A final change regarding test leads relates to the use of fused leads. For multimeters, fused leads should have a high-breaking capacity fuse (hbc or hrc) with a current rating that usually should not exceed 500mA. For loop impedance, RCD or multifunction testers, the fuse will typically be 10A.
If you are unsure as to what test leads you need to use, speak to the Technical Team on 01923 442244.
Precautions before testing
This section has been expanded upon to recognise additional test processes covered by the guidance note. A newly added paragraph touches on the importance or carrying out risk assessments, putting into place relevant safety measures and the use of appropriate PPE.
Throughout this section, revisions have been made to include the need for ongoing risk assessments to ensure safety is maintained as well as re-emphasis of the need for selecting the right CAT safety rating for the installation under test.
Examination of equipment
The changes here are mainly with the wording, however this section does highlight the need to maintain regular checks of test equipment and that these should be carried out by a competent person.
Two key points have been added to the examples of common problems to look for:
- Damaged spring-loaded retractable covers to the tips of probes
- Failing to verify correct function of illumination (eg indicator / lamp / neon)
The use of a suitable proving unit will help in checking for voltage indicator and test lamp faults
Will I need to replace my old test equipment & leads?
Whenever there are changes made to legislation and best practice, questions are often raised regarding existing equipment and whether it can still be used. The fourth edition of GS38 makes two important points regarding the purchase of new equipment and the use of older equipment.

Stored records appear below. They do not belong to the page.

/*!
Where the config comes from.

An explicit path (from the command line) is used as-is and never created.
Without one, the per-user default `~/.hudbox.json` is used and bootstrapped.
The home directory is supplied through [`HomeDir`] so resolution stays
deterministic under test.
*/

use std::fmt;
use std::path::{Path, PathBuf};

/// File name of the per-user default config, relative to the home directory.
pub const DEFAULT_CONFIG_FILE_NAME: &str = ".hudbox.json";

/// Provides the current user's home directory.
pub trait HomeDir {
  /// The home directory, or `None` when it cannot be determined.
  fn home_dir(&self) -> Option<PathBuf>;
}

/// [`HomeDir`] backed by the platform's notion of the user's home.
#[derive(Debug, Clone, Copy, Default)]
pub struct SystemHome;

impl HomeDir for SystemHome {
  fn home_dir(&self) -> Option<PathBuf> {
    dirs::home_dir()
  }
}

impl<F> HomeDir for F
where
  F: Fn() -> Option<PathBuf>,
{
  fn home_dir(&self) -> Option<PathBuf> {
    self()
  }
}

/// The config file selected for this run.
#[derive(Debug, Clone, PartialEq, Eq)]
pub enum ConfigSource {
  /// Path given by the user. Read only, never created.
  Explicit(PathBuf),
  /// The per-user default path. Created with defaults when missing.
  Default(PathBuf),
  /// No explicit path and no home directory. Built-in defaults only.
  Unavailable,
}

impl ConfigSource {
  /// The config file path, if there is one.
  pub fn path(&self) -> Option<&Path> {
    match self {
      Self::Explicit(path) | Self::Default(path) => Some(path),
      Self::Unavailable => None,
    }
  }

  /// Whether a missing file at this source should be created with defaults.
  pub const fn bootstraps(&self) -> bool {
    matches!(self, Self::Default(_))
  }
}

impl fmt::Display for ConfigSource {
  fn fmt(&self, f: &mut fmt::Formatter<'_>) -> fmt::Result {
    match self {
      Self::Explicit(path) => write!(f, "{}", path.display()),
      Self::Default(path) => write!(f, "{} (default)", path.display()),
      Self::Unavailable => f.write_str("built-in defaults"),
    }
  }
}

/// Pick the config source from an optional explicit path.
///
/// An empty explicit path counts as absent.
pub fn resolve_config_source(explicit: Option<PathBuf>, home: &impl HomeDir) -> ConfigSource {
  match explicit {
    Some(path) if !path.as_os_str().is_empty() => ConfigSource::Explicit(path),
    _ => home
      .home_dir()
      .map_or(ConfigSource::Unavailable, |home| {
        ConfigSource::Default(home.join(DEFAULT_CONFIG_FILE_NAME))
      }),
  }
}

- As a general rule, GS38 states that any equipment or test leads that conform to BS EN 61010 or BS EN 61243-3 will meet the requirements and be compliant, provided you have taken into consideration the installation category.
- For existing leads and equipment predating these standards, or manufactured to a different standard, GS38 states they must be maintained to prevent danger and should comply with the guidance probes and clips in paragraph 9 (download the full guidance note below
Provided your existing equipment or leads meet either of the above there should be no need to replace anything until they need it.
If you find you have leads or test equipment that no longer meet these requirements, or have been damaged, it would be advisable to replace them to ensure your ongoing safety.